À l'antenne pour évoquer Robin Williams

Philippe Collin et Xavier Mauduit reçoivent 

  • la comédienne Jessica Chastain  qui sera prochainement à l'affiche de « A Most Violent Year  » de J.C. Chandor, le réalisateur de Margin Call et All Is Lost – Prix du Jury au Festival de Deauville 2013 –, « Interstellar » de Christopher Nolan ou encore « Crimson Peak  » de Guillermo del Toro.
  • Pierre Lescure , membre du jury à Deauville à Deauville et nouveau président du Festival de Cannes, 
  • le scénariste Stéphane Foenkinos 
  • et Bruno Barde , Directeur général de Public Système Cinéma et directeur du Film Américain de Deauville.
Robin Williams en 2002
Robin Williams en 2002 © Getty / Xavier ROSSI

Retrouvez ci-dessous des extraits de l'émission 

Robin Williams, un personnage du patrimoine

Le festival de Deauville a ouvert hier soir et, durant cette cérémonie d'ouverture, il y a eu un hommage rendu à Robin Williams. 

Bruno Barde : "C'est arrivé un petit peu comme étaient arrivées celles de Bergman et d'Antonioni  : du jour au lendemain, ils étaient morts. Et là, moi j'étais en vacances, et quand j'ai appris pour Robin Williams, ça m'a choqué. D'abord, quand il est venu ici, ça a été exceptionnel, c'était un acteur qu'on aimait beaucoup.
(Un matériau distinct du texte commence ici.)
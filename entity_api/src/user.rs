use super::error::{EntityApiErrorKind, Error};
use crate::nano_id;
use chrono::Utc;

use entity::users::{ActiveModel, Column, Entity, Model};
use entity::Id;
use log::*;
use password_auth::generate_hash;
use sea_orm::{entity::prelude::*, ConnectionTrait, Set, TransactionTrait};

/// Inserts a new user inside its own unit of work. A caller-supplied id is
/// honored; an empty id is replaced with a freshly generated nano-id. The
/// password arrives in plaintext and is stored hashed.
pub async fn create(db: &impl TransactionTrait, user_model: Model) -> Result<Model, Error> {
    debug!("New User Model to be inserted: {user_model:?}");

    let id = if user_model.id.is_empty() {
        nano_id::generate()
    } else {
        user_model.id
    };
    let now = Utc::now();

    let user_active_model = ActiveModel {
        id: Set(id),
        username: Set(user_model.username),
        email: Set(user_model.email),
        password: Set(generate_hash(user_model.password)),
        first_name: Set(user_model.first_name),
        last_name: Set(user_model.last_name),
        phone_number: Set(user_model.phone_number),
        address: Set(user_model.address),
        city: Set(user_model.city),
        state: Set(user_model.state),
        country: Set(user_model.country),
        zip_code: Set(user_model.zip_code),
        is_active: Set(user_model.is_active),
        is_superuser: Set(user_model.is_superuser),
        created_at: Set(now.into()),
        updated_at: Set(now.into()),
        deleted_at: Set(None),
    };

    let txn = db.begin().await?;
    let created_user = user_active_model.insert(&txn).await?;
    txn.commit().await?;

    Ok(created_user)
}

/// Finds a user by id, excluding soft-deleted records.
pub async fn find_by_id(db: &impl ConnectionTrait, id: Id) -> Result<Model, Error> {
    Entity::find_by_id(id)
        .filter(Column::DeletedAt.is_null())
        .one(db)
        .await?
        .ok_or_else(|| Error {
            source: None,
            error_kind: EntityApiErrorKind::RecordNotFound,
        })
}

pub async fn find_by_username(
    db: &impl ConnectionTrait,
    username: &str,
) -> Result<Option<Model>, Error> {
    Ok(Entity::find()
        .filter(Column::Username.eq(username))
        .filter(Column::DeletedAt.is_null())
        .one(db)
        .await?)
}

/// Returns every user that has not been soft-deleted.
pub async fn find_all(db: &impl ConnectionTrait) -> Result<Vec<Model>, Error> {
    Ok(Entity::find()
        .filter(Column::DeletedAt.is_null())
        .all(db)
        .await?)
}

/// Soft-deletes a user by stamping `deleted_at`. The row stays behind for
/// audit purposes and disappears from every query in this module.
pub async fn delete_by_id(db: &impl TransactionTrait, id: Id) -> Result<(), Error> {
    let txn = db.begin().await?;

    let user = find_by_id(&txn, id).await?;
    let now = Utc::now();

    let mut user_active_model: ActiveModel = user.into();
    user_active_model.updated_at = Set(now.into());
    user_active_model.deleted_at = Set(Some(now.into()));
    user_active_model.update(&txn).await?;

    txn.commit().await?;

    Ok(())
}

#[cfg(test)]
#[cfg(feature = "mock")]
mod tests {
    use super::*;
    use sea_orm::{DatabaseBackend, DbErr, MockDatabase, RuntimeErr};

    fn test_user() -> Model {
        let now = Utc::now();
        Model {
            id: "b1GlMQGYCzqW3EVhZtZg81Nps".to_string(),
            username: "jdoe".to_string(),
            email: "jdoe@example.com".to_string(),
            password: "hashed".to_string(),
            first_name: "Jane".to_string(),
            last_name: "Doe".to_string(),
            phone_number: "555-0100".to_string(),
            address: "1 Main St".to_string(),
            city: "Springfield".to_string(),
            state: "IL".to_string(),
            country: "US".to_string(),
            zip_code: "62701".to_string(),
            is_active: true,
            is_superuser: false,
            created_at: now.into(),
            updated_at: now.into(),
            deleted_at: None,
        }
    }

    #[tokio::test]
    async fn create_commits_exactly_one_transaction() {
        let user = test_user();
        let db = MockDatabase::new(DatabaseBackend::Postgres)
            .append_query_results([[user.clone()]])
            .into_connection();

        let created = create(&db, user.clone()).await.unwrap();
        assert_eq!(created.id, user.id);

        let log = format!("{:?}", db.into_transaction_log());
        assert!(log.contains("BEGIN"));
        assert!(log.contains("COMMIT"));
        assert!(!log.contains("ROLLBACK"));
    }

    #[tokio::test]
    async fn a_failed_insert_rolls_back_and_never_commits() {
        let db = MockDatabase::new(DatabaseBackend::Postgres)
            .append_query_errors([DbErr::Exec(RuntimeErr::Internal(
                "insert failed".to_string(),
            ))])
            .into_connection();

        let error = create(&db, test_user()).await.unwrap_err();
        assert_eq!(error.error_kind, EntityApiErrorKind::SystemError);

        let log = format!("{:?}", db.into_transaction_log());
        assert!(log.contains("BEGIN"));
        assert!(log.contains("ROLLBACK"));
        assert!(!log.contains("COMMIT"));
    }

    #[tokio::test]
    async fn find_by_id_returns_the_matching_user() {
        let user = test_user();
        let db = MockDatabase::new(DatabaseBackend::Postgres)
            .append_query_results([[user.clone()]])
            .into_connection();

        let found = find_by_id(&db, user.id.clone()).await.unwrap();
        assert_eq!(found, user);
    }

    #[tokio::test]
    async fn find_by_id_maps_missing_user_to_record_not_found() {
        let db = MockDatabase::new(DatabaseBackend::Postgres)
            .append_query_results([Vec::<Model>::new()])
            .into_connection();

        let error = find_by_id(&db, "missing".to_string()).await.unwrap_err();
        assert_eq!(error.error_kind, EntityApiErrorKind::RecordNotFound);
    }

    #[tokio::test]
    async fn find_all_returns_every_live_user() {
        let user = test_user();
        let db = MockDatabase::new(DatabaseBackend::Postgres)
            .append_query_results([[user.clone()]])
            .into_connection();

        let users = find_all(&db).await.unwrap();
        assert_eq!(users, vec![user]);
    }

    #[tokio::test]
    async fn find_by_username_returns_none_when_absent() {
        let db = MockDatabase::new(DatabaseBackend::Postgres)
            .append_query_results([Vec::<Model>::new()])
            .into_connection();

        assert!(find_by_username(&db, "ghost").await.unwrap().is_none());
    }
}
Je pense que la fusion, l'empathie qu'il y a entre lui et les gens, c'est aussi lié aux rôles dans "Will Hunting", au "Cercle des poètes disparus", à "Doubtfire"… Et sa mort, la manière dont elle est arrivée, c'est choquant, c'est violent. Donc moi, j'ai tout de suite dit je vais faire un hommage 

Pierre Lescure : "Je garde l'image de quelqu'un qui était en permanence acteur, sauf sans doute quand il était seul, avec ses affres - ceux qui l'ont finalement emporté et qui ont gagné. Mais je garde l'image de quelqu'un au son, à l'image, presque dans la chair, qui était en permanence dans un "acting" exubérant, psycho-physiologique, un don de soi, en permanence créatif…"

Une mort terrible

L'annonce de la mort de Robin Williams a phagocyté la disparition de Lauren Bacall (survenue le lendemain). Philippe Collin, qui était aux Etats-Unis à ce moment-là, témoigne : "Robin Williams a trusté la Une des journaux pendant trois jours et Lauren Bacall, qui était considérée comme une icône à Hollywood, ne faisait pas les entrefilets mais pas loin !" 

Pierre Lescure :

Robin Williams, il nous manque presque physiquement. On a envie de pleurer, de savoir qu'on ne le verra plus vivre.

Lauren Bacall, elle, a eu une longue vie avec des tragédies et énormément de bonheur. C'est autre chose, c'est plus dans la nature des choses."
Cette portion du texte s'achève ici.